Die Goethe-Universität Frankfurt am Main bietet gemeinsam mit der Technischen Universität Darmstadt den Studiengang „Internationale Studien / Friedens- und Konfliktforschung“ an. Der Master findet in Kooperation mit der Hessischen Stiftung Friedens- und Konfliktforschung, abgekürzt HSFK, statt. Die drei Partner entwickelten den Studiengang gemeinsam. Einige wissenschaftliche Mitarbeiter:innen der HSFK bieten regelmäßig Seminare in Frankfurt und Darmstadt an. Darunter Stefan Kroll: „Wir bieten wichtige Kurse im Bereich der Friedens- und Konfliktforschung an, die die Universität mit den Professuren, die sonst dort sind, nicht in der Breite anbieten könnte.“ Voraussetzung für das Studium ist ein abgeschlossenes Bachelorstudium in Politikwissenschaften oder einem vergleichbaren Studiengang.
Den Studiengang „Peace and Conflict Studies“ an der Universität Hamburg kann studieren, wer im Bachelorstudium 180 Leistungspunkte erreicht hat. Wer 240 Leistungspunkte nachweisen kann, hat die Möglichkeit, die Studiendauer auf zwei Semester zu verkürzen. Student:innen aus verschiedenen Fachbereichen führen ihre Laufbahn mit dem Master „Peace and Conflict Studies“ fort. Darunter befinden sich beispielsweise Sozialwissenschaftler:innen, Ingenieur:innen, Pädagog:innen und Jurist:innen.
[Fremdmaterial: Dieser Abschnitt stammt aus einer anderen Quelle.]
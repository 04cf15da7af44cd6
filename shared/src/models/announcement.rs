//! Announcement Model

use chrono::{DateTime, Utc};
use serde::{Deserialize, Serialize};

use super::{default_true, double_option};

/// Inclusive window during which an announcement may be shown
#[derive(Debug, Clone, Copy, PartialEq, Eq, Serialize, Deserialize)]
pub struct DisplayDates {
    pub start: DateTime<Utc>,
    pub end: DateTime<Utc>,
}

impl DisplayDates {
    pub fn contains(&self, now: DateTime<Utc>) -> bool {
        self.start <= now && now <= self.end
    }
}

/// Announcement entity
#[derive(Debug, Clone, PartialEq, Serialize, Deserialize)]
#[serde(rename_all = "camelCase")]
pub struct Announcement {
    pub id: String,
    pub title_ar: String,
    pub description_ar: Option<String>,
    pub image: Option<String>,
    /// Higher is shown first
    pub priority: i32,
    pub display_dates: Option<DisplayDates>,
    pub is_active: bool,
    pub created_at: DateTime<Utc>,
    pub updated_at: DateTime<Utc>,
}

impl Announcement {
    /// Whether `now` falls inside the display window. No window means always.
    pub fn is_displayed_at(&self, now: DateTime<Utc>) -> bool {
        self.display_dates.is_none_or(|range| range.contains(now))
    }
}

/// Keep only announcements whose display window contains `now`, preserving order.
pub fn retain_displayed(announcements: Vec<Announcement>, now: DateTime<Utc>) -> Vec<Announcement> {
    announcements
        .into_iter()
        .filter(|a| a.is_displayed_at(now))
        .collect()
}

/// Create announcement payload
#[derive(Debug, Clone, Serialize, Deserialize)]
#[serde(rename_all = "camelCase")]
pub struct AnnouncementCreate {
    pub title_ar: String,
    pub description_ar: Option<String>,
    pub image: Option<String>,
    #[serde(default)]
    pub priority: i32,
    pub display_dates: Option<DisplayDates>,
    #[serde(default = "default_true")]
    pub is_active: bool,
}

/// Update announcement payload
#[derive(Debug, Clone, Default, Serialize, Deserialize)]
#[serde(rename_all = "camelCase")]
pub struct AnnouncementUpdate {
    pub title_ar: Option<String>,
    #[serde(default, deserialize_with = "double_option")]
    pub description_ar: Option<Option<String>>,
    #[serde(default, deserialize_with = "double_option")]
    pub image: Option<Option<String>>,
    pub priority: Option<i32>,
    #[serde(default, deserialize_with = "double_option")]
    pub display_dates: Option<Option<DisplayDates>>,
    pub is_active: Option<bool>,
}

#[cfg(test)]
mod tests {
    use super::*;
    use chrono::{Duration, TimeZone};

    fn announcement(priority: i32, display_dates: Option<DisplayDates>) -> Announcement {
        let created = Utc.with_ymd_and_hms(2025, 1, 1, 0, 0, 0).unwrap();
        Announcement {
            id: format!("a{}", priority),
            title_ar: "عرض".to_string(),
            description_ar: None,
            image: None,
            priority,
            display_dates,
            is_active: true,
            created_at: created,
            updated_at: created,
        }
    }

    #[test]
    fn no_window_is_always_displayed() {
        assert!(announcement(1, None).is_displayed_at(Utc::now()));
    }

    #[test]
    fn window_bounds_are_inclusive() {
        let start = Utc.with_ymd_and_hms(2025, 6, 1, 0, 0, 0).unwrap();
        let end = start + Duration::days(7);
        let a = announcement(1, Some(DisplayDates { start, end }));

        assert!(a.is_displayed_at(start));
        assert!(a.is_displayed_at(end));
        assert!(!a.is_displayed_at(start - Duration::seconds(1)));
        assert!(!a.is_displayed_at(end + Duration::seconds(1)));
    }

    #[test]
    fn expired_high_priority_announcement_is_dropped() {
        let now = Utc.with_ymd_and_hms(2025, 6, 15, 12, 0, 0).unwrap();
        let expired = DisplayDates {
            start: now - Duration::days(10),
            end: now - Duration::days(1),
        };
        let list = vec![announcement(10, Some(expired)), announcement(1, None)];

        let shown = retain_displayed(list, now);
        assert_eq!(shown.len(), 1);
        assert_eq!(shown[0].priority, 1);
    }

    #[test]
    fn display_dates_round_trip_as_rfc3339() {
        let json = r#"{"start":"2025-06-01T00:00:00Z","end":"2025-06-08T00:00:00Z"}"#;
        let range: DisplayDates = serde_json::from_str(json).unwrap();
        assert!(range.contains(Utc.with_ymd_and_hms(2025, 6, 4, 0, 0, 0).unwrap()));
    }
}
//! Category API 模块

mod handler;

use axum::{Router, routing::get};

use crate::core::ServerState;

pub fn router() -> Router<ServerState> {
    Router::new().nest("/api/admin/categories", routes())
}

fn routes() -> Router<ServerState> {
    Router::new()
        .route("/", get(handler::list).post(handler::create))
        .route(
            "/{id}",
            get(handler::get_by_id)
                .put(handler::update)
                .delete(handler::delete),
        )
}
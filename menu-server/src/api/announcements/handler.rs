//! Announcement API Handlers

use axum::{
    Json,
    extract::{Path, State},
};
use shared::ErrorCode;
use shared::models::{Announcement, AnnouncementCreate, AnnouncementUpdate};

use crate::api::not_found_as;
use crate::auth::CurrentUser;
use crate::core::ServerState;
use crate::db::repository::Visibility;
use crate::utils::validation::{validate_announcement_create, validate_announcement_update};
use crate::utils::{AppError, AppResult};

/// GET /api/admin/announcements - 获取所有公告 (priority 降序)
pub async fn list(State(state): State<ServerState>) -> AppResult<Json<Vec<Announcement>>> {
    Ok(Json(state.announcements().list(Visibility::All).await?))
}

/// GET /api/admin/announcements/{id}
pub async fn get_by_id(
    State(state): State<ServerState>,
    Path(id): Path<String>,
) -> AppResult<Json<Announcement>> {
    let announcement = state
        .announcements()
        .get(&id)
        .await?
        .ok_or_else(|| AppError::new(ErrorCode::AnnouncementNotFound).with_detail("id", id))?;
    Ok(Json(announcement))
}

/// POST /api/admin/announcements - 创建公告
pub async fn create(
    State(state): State<ServerState>,
    user: CurrentUser,
    Json(payload): Json<AnnouncementCreate>,
) -> AppResult<Json<Announcement>> {
    validate_announcement_create(&payload)?;
    let announcement = state.announcements().create(payload).await?;

    tracing::info!(id = %announcement.id, title = %announcement.title_ar, by = %user.email, "Announcement created");
    Ok(Json(announcement))
}

/// PUT /api/admin/announcements/{id} - 更新公告 (部分字段)
pub async fn update(
    State(state): State<ServerState>,
    Path(id): Path<String>,
    Json(payload): Json<AnnouncementUpdate>,
) -> AppResult<Json<Announcement>> {
    validate_announcement_update(&payload)?;
    let announcement = state
        .announcements()
        .update(&id, payload)
        .await
        .map_err(not_found_as(ErrorCode::AnnouncementNotFound, &id))?;
    Ok(Json(announcement))
}

/// DELETE /api/admin/announcements/{id}
pub async fn delete(
    State(state): State<ServerState>,
    user: CurrentUser,
    Path(id): Path<String>,
) -> AppResult<Json<bool>> {
    if !state.announcements().delete(&id).await? {
        return Err(AppError::new(ErrorCode::AnnouncementNotFound).with_detail("id", id));
    }

    tracing::info!(id = %id, by = %user.email, "Announcement deleted");
    Ok(Json(true))
}
//! 认证中间件
//!
//! 为 JWT 认证和管理员授权提供 Axum 中间件

use axum::{
    extract::{Request, State},
    middleware::Next,
    response::Response,
};
use shared::ErrorCode;

use crate::AppError;
use crate::auth::{CurrentUser, JwtError, JwtService};
use crate::core::ServerState;
use crate::security_log;

/// 无需登录的 API 路径
fn is_public_api_route(path: &str) -> bool {
    path == "/api/auth/login" || path == "/api/menu" || path.starts_with("/api/menu/")
}

/// 认证中间件 - 要求管理员登录
///
/// 从 `Authorization: Bearer <token>` 头提取并验证 JWT，然后按 `sub`
/// 重新读取管理员记录。验证成功后将 [`CurrentUser`] 注入请求扩展。
///
/// # 跳过认证的路径
///
/// - `OPTIONS *` (CORS 预检)
/// - 非 `/api/` 路径 (`/health` 等)
/// - `/api/auth/login`
/// - `/api/menu/**` (公开菜单)
///
/// # 错误处理
///
/// | 错误 | HTTP 状态码 |
/// |------|------------|
/// | 无 Authorization 头 | 401 NotAuthenticated |
/// | 令牌过期 | 401 TokenExpired |
/// | 无效令牌 | 401 TokenInvalid |
/// | 管理员记录已删除 | 401 NotAuthenticated |
pub async fn require_admin(
    State(state): State<ServerState>,
    mut req: Request,
    next: Next,
) -> Result<Response, AppError> {
    let path = req.uri().path();

    if req.method() == http::Method::OPTIONS {
        return Ok(next.run(req).await);
    }

    if !path.starts_with("/api/") || is_public_api_route(path) {
        return Ok(next.run(req).await);
    }

    let auth_header = req
        .headers()
        .get(http::header::AUTHORIZATION)
        .and_then(|h| h.to_str().ok());

    let token = match auth_header {
        Some(header) => JwtService::extract_from_header(header)
            .ok_or_else(|| AppError::invalid_token("Invalid authorization header"))?,
        None => {
            security_log!("WARN", "auth_missing", uri = format!("{:?}", req.uri()));
            return Err(AppError::unauthorized());
        }
    };

    let claims = match state.jwt_service.validate_token(token) {
        Ok(claims) => claims,
        Err(e) => {
            security_log!(
                "WARN",
                "auth_failed",
                error = format!("{}", e),
                uri = format!("{:?}", req.uri())
            );
            return match e {
                JwtError::ExpiredToken => Err(AppError::token_expired()),
                _ => Err(AppError::invalid_token("Invalid token")),
            };
        }
    };

    // 角色以数据库为准，记录删除后令牌立即失效
    let Some(admin) = state.admins().find_by_id(&claims.sub).await? else {
        security_log!(
            "WARN",
            "auth_revoked",
            admin_id = claims.sub.clone(),
            email = claims.email.clone()
        );
        return Err(AppError::unauthorized());
    };

    req.extensions_mut().insert(CurrentUser::from(admin));
    Ok(next.run(req).await)
}

/// 超级管理员中间件
///
/// 必须挂在 [`require_admin`] 之后。非超级管理员返回 403 SuperAdminRequired。
pub async fn require_super_admin(req: Request, next: Next) -> Result<Response, AppError> {
    let user = req
        .extensions()
        .get::<CurrentUser>()
        .ok_or(AppError::unauthorized())?;

    if !user.is_super_admin() {
        security_log!(
            "WARN",
            "super_admin_required",
            admin_id = user.id.clone(),
            email = user.email.clone(),
            role = user.role.as_str()
        );
        return Err(AppError::new(ErrorCode::SuperAdminRequired));
    }

    Ok(next.run(req).await)
}
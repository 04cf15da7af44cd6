//! Announcement API 模块

mod handler;

use axum::{Router, routing::get};

use crate::core::ServerState;

pub fn router() -> Router<ServerState> {
    Router::new().nest("/api/admin/announcements", routes())
}

fn routes() -> Router<ServerState> {
    Router::new()
        .route("/", get(handler::list).post(handler::create))
        .route(
            "/{id}",
            get(handler::get_by_id)
                .put(handler::update)
                .delete(handler::delete),
        )
}
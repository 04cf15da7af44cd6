//! Authentication Handlers

use std::time::Duration;

use axum::{Json, extract::State};
use shared::models::{Admin, LoginRequest, LoginResponse};

use crate::AppError;
use crate::auth::{CurrentUser, verify_password};
use crate::core::ServerState;
use crate::security_log;

/// Fixed delay for authentication to prevent timing attacks
const AUTH_FIXED_DELAY_MS: u64 = 500;

/// POST /api/auth/login
///
/// Unknown email and wrong password both yield InvalidCredentials.
pub async fn login(
    State(state): State<ServerState>,
    Json(req): Json<LoginRequest>,
) -> Result<Json<LoginResponse>, AppError> {
    let credentials = state.admins().find_credentials(&req.email).await?;

    tokio::time::sleep(Duration::from_millis(AUTH_FIXED_DELAY_MS)).await;

    let admin = match credentials {
        Some((admin, hash)) if verify_password(&req.password, &hash) => admin,
        Some(_) => {
            security_log!("WARN", "login_failed", email = req.email.clone(), reason = "invalid_password");
            return Err(AppError::invalid_credentials());
        }
        None => {
            security_log!("WARN", "login_failed", email = req.email.clone(), reason = "unknown_email");
            return Err(AppError::invalid_credentials());
        }
    };

    let jwt_service = state.get_jwt_service();
    let token = jwt_service
        .generate_token(&admin)
        .map_err(|e| AppError::internal(format!("Failed to generate token: {}", e)))?;

    tracing::info!(
        admin_id = %admin.id,
        email = %admin.email,
        role = admin.role.as_str(),
        "Admin logged in"
    );

    Ok(Json(LoginResponse {
        token,
        expires_in: jwt_service.expires_in_seconds(),
        admin,
    }))
}

/// GET /api/auth/me
pub async fn me(State(state): State<ServerState>, user: CurrentUser) -> Result<Json<Admin>, AppError> {
    let admin = state
        .admins()
        .find_by_id(&user.id)
        .await?
        .ok_or_else(AppError::unauthorized)?;
    Ok(Json(admin))
}

/// POST /api/auth/logout
///
/// Tokens are stateless; the client drops its copy.
pub async fn logout(user: CurrentUser) -> Json<()> {
    tracing::info!(admin_id = %user.id, email = %user.email, "Admin logged out");
    Json(())
}
//! Repository Module
//!
//! Typed read/write helpers over the content collections. The shared CRUD
//! surface lives in [`Collection`]; kind-specific queries sit next to it.

pub mod admin;
pub mod announcement;
pub mod category;
pub mod collection;
pub mod product;
pub mod site_settings;
pub mod stats;

pub use admin::AdminRepository;
pub use announcement::{AnnouncementKind, AnnouncementRepository};
pub use category::{CategoryKind, CategoryRepository};
pub use collection::{Collection, RecordKind, Visibility};
pub use product::{ProductKind, ProductRepository};
pub use site_settings::SiteSettingsRepository;
pub use stats::StatsRepository;

use shared::{AppError, ErrorCode};
use thiserror::Error;

/// Repository error types
#[derive(Debug, Error)]
pub enum RepoError {
    #[error("Not found: {0}")]
    NotFound(String),

    #[error("Duplicate: {0}")]
    Duplicate(String),

    #[error("Store unreachable: {0}")]
    Connectivity(String),

    #[error("Store rejected credentials: {0}")]
    Permission(String),

    #[error("Database error: {0}")]
    Database(String),

    #[error("Validation error: {0}")]
    Validation(String),
}

impl From<surrealdb::Error> for RepoError {
    fn from(err: surrealdb::Error) -> Self {
        use surrealdb::error::{Api, Db};

        let message = err.to_string();
        match err {
            surrealdb::Error::Db(Db::IndexExists { .. }) => RepoError::Duplicate(message),
            surrealdb::Error::Db(Db::InvalidAuth) => RepoError::Permission(message),
            surrealdb::Error::Api(Api::ConnectionUninitialised)
            | surrealdb::Error::Api(Api::Ws(_))
            | surrealdb::Error::Api(Api::Http(_)) => RepoError::Connectivity(message),
            _ => RepoError::Database(message),
        }
    }
}

impl From<RepoError> for AppError {
    fn from(err: RepoError) -> Self {
        match err {
            RepoError::NotFound(msg) => AppError::with_message(ErrorCode::NotFound, msg),
            RepoError::Duplicate(msg) => AppError::with_message(ErrorCode::AlreadyExists, msg),
            RepoError::Connectivity(msg) => {
                tracing::error!(target: "database", error = %msg, "Store unreachable");
                AppError::connectivity(msg)
            }
            RepoError::Permission(msg) => {
                tracing::error!(target: "database", error = %msg, "Store permission denied");
                AppError::permission_denied(msg)
            }
            RepoError::Database(msg) => {
                tracing::error!(target: "database", error = %msg, "Database error");
                AppError::database(msg)
            }
            RepoError::Validation(msg) => AppError::validation(msg),
        }
    }
}

/// Result type for repository operations
pub type RepoResult<T> = Result<T, RepoError>;

// =============================================================================
// ID Convention
// =============================================================================
//
// API 层只见纯 key ("abc123")，存储层使用 surrealdb::RecordId：
//   - 构造: (TABLE, key) 元组直接传给 select / update / delete
//   - 取 key: crate::db::models::record_key(&id)
//
// 禁止在 API 中暴露 "table:key" 格式
//! API 路由模块
//!
//! # 结构
//!
//! - [`health`] - 健康检查
//! - [`auth`] - 登录 / 当前管理员
//! - [`menu`] - 公开菜单 (无需认证)
//! - [`categories`] - 分类管理
//! - [`products`] - 商品管理
//! - [`announcements`] - 公告管理
//! - [`settings`] - 站点设置
//! - [`stats`] - 仪表盘统计
//! - [`images`] - 图片上传 / 删除
//! - [`admins`] - 管理员账号 (超级管理员)

pub mod admins;
pub mod announcements;
pub mod auth;
pub mod categories;
pub mod health;
pub mod images;
pub mod menu;
pub mod products;
pub mod settings;
pub mod stats;

use shared::ErrorCode;

use crate::db::repository::RepoError;
use crate::utils::AppError;

/// 将仓储层的 NotFound 映射为具体资源的错误码
pub(crate) fn not_found_as(code: ErrorCode, id: &str) -> impl FnOnce(RepoError) -> AppError + '_ {
    move |err| match err {
        RepoError::NotFound(_) => AppError::new(code).with_detail("id", id),
        other => other.into(),
    }
}
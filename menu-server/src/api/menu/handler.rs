//! Public Menu Handlers

use axum::{
    Json,
    extract::{Path, Query, State},
};
use chrono::Utc;
use serde::Deserialize;
use shared::ErrorCode;
use shared::models::{Announcement, Category, CategoryMenu, MenuProduct, SiteSettings};

use crate::core::ServerState;
use crate::db::repository::Visibility;
use crate::utils::{AppError, AppResult};

#[derive(Debug, Deserialize)]
#[serde(rename_all = "camelCase")]
pub struct ProductQuery {
    pub category_id: Option<String>,
}

/// GET /api/menu/categories - 启用的分类
pub async fn categories(State(state): State<ServerState>) -> AppResult<Json<Vec<Category>>> {
    let categories = state.categories().list(Visibility::Public).await?;
    Ok(Json(categories))
}

/// GET /api/menu/categories/{id} - 分类页
///
/// 停用的分类与不存在的分类一样返回 404
pub async fn category_page(
    State(state): State<ServerState>,
    Path(id): Path<String>,
) -> AppResult<Json<CategoryMenu>> {
    let category = state
        .categories()
        .get(&id)
        .await?
        .filter(|c| c.is_active)
        .ok_or_else(|| AppError::new(ErrorCode::CategoryNotFound).with_detail("id", id.clone()))?;

    let categories = std::slice::from_ref(&category);
    let products = state
        .products()
        .by_category(&id)
        .await?
        .into_iter()
        .map(|p| MenuProduct::resolve(p, categories))
        .collect();

    Ok(Json(CategoryMenu { category, products }))
}

/// GET /api/menu/products - 启用的商品 (含价格标签和分类名)
pub async fn products(
    State(state): State<ServerState>,
    Query(query): Query<ProductQuery>,
) -> AppResult<Json<Vec<MenuProduct>>> {
    let products_repo = state.products();
    let products = async {
        match query.category_id.as_deref().filter(|id| !id.is_empty()) {
            Some(category_id) => products_repo.by_category(category_id).await,
            None => products_repo.list(Visibility::Public).await,
        }
    };
    let categories_repo = state.categories();
    let (products, categories) =
        futures::try_join!(products, categories_repo.list(Visibility::All))?;

    Ok(Json(
        products
            .into_iter()
            .map(|p| MenuProduct::resolve(p, &categories))
            .collect(),
    ))
}

/// GET /api/menu/announcements - 当前展示的公告
pub async fn announcements(State(state): State<ServerState>) -> AppResult<Json<Vec<Announcement>>> {
    let announcements = state.announcements().displayed_at(Utc::now()).await?;
    Ok(Json(announcements))
}

/// GET /api/menu/settings - 站点设置
pub async fn settings(State(state): State<ServerState>) -> AppResult<Json<SiteSettings>> {
    Ok(Json(state.settings().get().await?))
}
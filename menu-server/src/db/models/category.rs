//! Category record

use serde::{Deserialize, Serialize};
use shared::models::{Category, CategoryCreate, CategoryTheme, CategoryUpdate};
use surrealdb::RecordId;
use surrealdb::sql::Datetime;

use super::key_of;
use crate::db::timestamp::Normalize;

#[derive(Debug, Clone, Serialize, Deserialize)]
pub struct CategoryRecord {
    #[serde(skip_serializing_if = "Option::is_none")]
    pub id: Option<RecordId>,
    pub name_ar: String,
    pub icon: Option<String>,
    pub image: Option<String>,
    pub theme: CategoryTheme,
    pub sort_order: i32,
    pub is_active: bool,
    pub created_at: Datetime,
    pub updated_at: Datetime,
}

impl CategoryRecord {
    pub fn new(data: CategoryCreate, now: Datetime) -> Self {
        Self {
            id: None,
            name_ar: data.name_ar.trim().to_string(),
            icon: data.icon,
            image: data.image,
            theme: data.theme,
            sort_order: data.order,
            is_active: data.is_active,
            created_at: now.clone(),
            updated_at: now,
        }
    }
}

impl From<CategoryRecord> for Category {
    fn from(r: CategoryRecord) -> Self {
        Self {
            id: key_of(&r.id),
            name_ar: r.name_ar,
            icon: r.icon,
            image: r.image,
            theme: r.theme,
            order: r.sort_order,
            is_active: r.is_active,
            created_at: r.created_at.normalize(),
            updated_at: r.updated_at.normalize(),
        }
    }
}

/// Partial update merged into a category record
#[derive(Debug, Clone, Serialize)]
pub struct CategoryPatch {
    #[serde(skip_serializing_if = "Option::is_none")]
    pub name_ar: Option<String>,
    #[serde(skip_serializing_if = "Option::is_none")]
    pub icon: Option<Option<String>>,
    #[serde(skip_serializing_if = "Option::is_none")]
    pub image: Option<Option<String>>,
    #[serde(skip_serializing_if = "Option::is_none")]
    pub theme: Option<CategoryTheme>,
    #[serde(skip_serializing_if = "Option::is_none")]
    pub sort_order: Option<i32>,
    #[serde(skip_serializing_if = "Option::is_none")]
    pub is_active: Option<bool>,
    pub updated_at: Datetime,
}

impl CategoryPatch {
    pub fn new(data: CategoryUpdate, now: Datetime) -> Self {
        Self {
            name_ar: data.name_ar.map(|n| n.trim().to_string()),
            icon: data.icon,
            image: data.image,
            theme: data.theme,
            sort_order: data.order,
            is_active: data.is_active,
            updated_at: now,
        }
    }
}
//! Server Implementation
//!
//! HTTP 服务器启动和管理

use std::net::SocketAddr;

use crate::core::{Config, Result, ServerError, ServerState};
use crate::services::http::build_router;

/// HTTP Server
pub struct Server {
    config: Config,
    state: Option<ServerState>,
}

impl Server {
    pub fn new(config: Config) -> Self {
        Self {
            config,
            state: None,
        }
    }

    /// Create server with existing state
    pub fn with_state(config: Config, state: ServerState) -> Self {
        Self {
            config,
            state: Some(state),
        }
    }

    pub async fn run(&self) -> Result<()> {
        let state = match &self.state {
            Some(s) => s.clone(),
            None => ServerState::initialize(&self.config).await?,
        };

        let app = build_router(state);

        let addr = SocketAddr::from(([0, 0, 0, 0], self.config.http_port));
        let listener = tokio::net::TcpListener::bind(addr)
            .await
            .map_err(ServerError::Bind)?;
        tracing::info!("🚀 Menu server listening on {}", addr);

        let shutdown = async {
            let _ = tokio::signal::ctrl_c().await;
            tracing::info!("Shutting down...");
        };

        axum::serve(listener, app)
            .with_graceful_shutdown(shutdown)
            .await
            .map_err(|e| ServerError::Internal(e.into()))?;

        Ok(())
    }
}
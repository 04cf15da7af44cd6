//! Password hashing (Argon2id, PHC string format)

use argon2::password_hash::{PasswordHash, PasswordHasher, PasswordVerifier, SaltString, rand_core::OsRng};
use argon2::Argon2;

use crate::utils::AppError;

pub fn hash_password(password: &str) -> Result<String, AppError> {
    let salt = SaltString::generate(&mut OsRng);
    Argon2::default()
        .hash_password(password.as_bytes(), &salt)
        .map(|hash| hash.to_string())
        .map_err(|e| AppError::internal(format!("Failed to hash password: {}", e)))
}

/// `false` for a wrong password and for a malformed stored hash
pub fn verify_password(password: &str, stored_hash: &str) -> bool {
    match PasswordHash::new(stored_hash) {
        Ok(parsed) => Argon2::default()
            .verify_password(password.as_bytes(), &parsed)
            .is_ok(),
        Err(e) => {
            tracing::error!(target: "security", error = %e, "Stored password hash is malformed");
            false
        }
    }
}

#[cfg(test)]
mod tests {
    use super::*;

    #[test]
    fn hash_verifies_only_the_original() {
        let hash = hash_password("قهوة-2025").unwrap();
        assert!(hash.starts_with("$argon2"));
        assert!(verify_password("قهوة-2025", &hash));
        assert!(!verify_password("wrong", &hash));
    }

    #[test]
    fn malformed_hash_never_verifies() {
        assert!(!verify_password("anything", "not-a-phc-string"));
    }
}
//! Shared types for the café menu
//!
//! Domain records, request payloads, error codes and the display rules
//! (price labels, announcement visibility) used by the menu server and its
//! clients.

pub mod error;
pub mod models;
pub mod util;

// Re-exports
pub use axum::{Json, body};
pub use error::{ApiResponse, AppError, AppResult, ErrorCategory, ErrorCode};
pub use http;
pub use serde::{Deserialize, Serialize};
Einer von ihnen ist der Erstsemester Malte Jursch: „In meinem vorherigen Studium Politikwissenschaft, habe ich mich vor allem mit internationalen Beziehungen, Macht und Herrschaftsverhältnissen in der internationalen Politik beschäftigt. Auf diese Fragen will ich mich im Master weiter fokussieren.“ Die Universität Hamburg schreibt, dass es an anderen Universitäten ähnliche Masterprogramme gebe, ihr Studiengang sei aber besonders: „Als bislang Einziger in Deutschland verknüpft er Fragen der Sicherheitspolitik und Sicherheitsforschung mit einer friedenswissenschaftlichen Perspektive.“
Vielfältigkeit bei der Berufswahl
„Es gibt gute Jobaussichten, aber es ist was anderes als bei Rechtswissenschaften oder Medizin, wo ganz klar ist, was der Beruf danach ist. Das ist bei uns breiter gefächert“, erklärt Stefan Kroll von der HSFK. Die Master-Programme ermöglichen den Absolvent:innen unter anderem Tätigkeiten in der friedenswissenschaftlichen Forschung auszuüben. Das ist beispielsweise in Form einer Promotion beim HSFK oder an anderen Stiftungen und außeruniversitären Einrichtungen möglich. Beim HSFK arbeiten in der Regel Promovierende, also Personen, die Doktorarbeiten schreiben oder Postdoktorand:innen. „Wenn man bei uns erfolgreich promoviert hat, ist man in der Regel gut qualifiziert für eine wissenschaftliche Karriere“, sagt Kroll. Trotzdem stehen den Absolvent:innen nach der Promotion auch andere Türen offen. „Wir führen eine Alumni-Liste und mir ist da niemand bekannt, der gerade nicht auf einer spannenden Position wäre“, führt Kroll fort.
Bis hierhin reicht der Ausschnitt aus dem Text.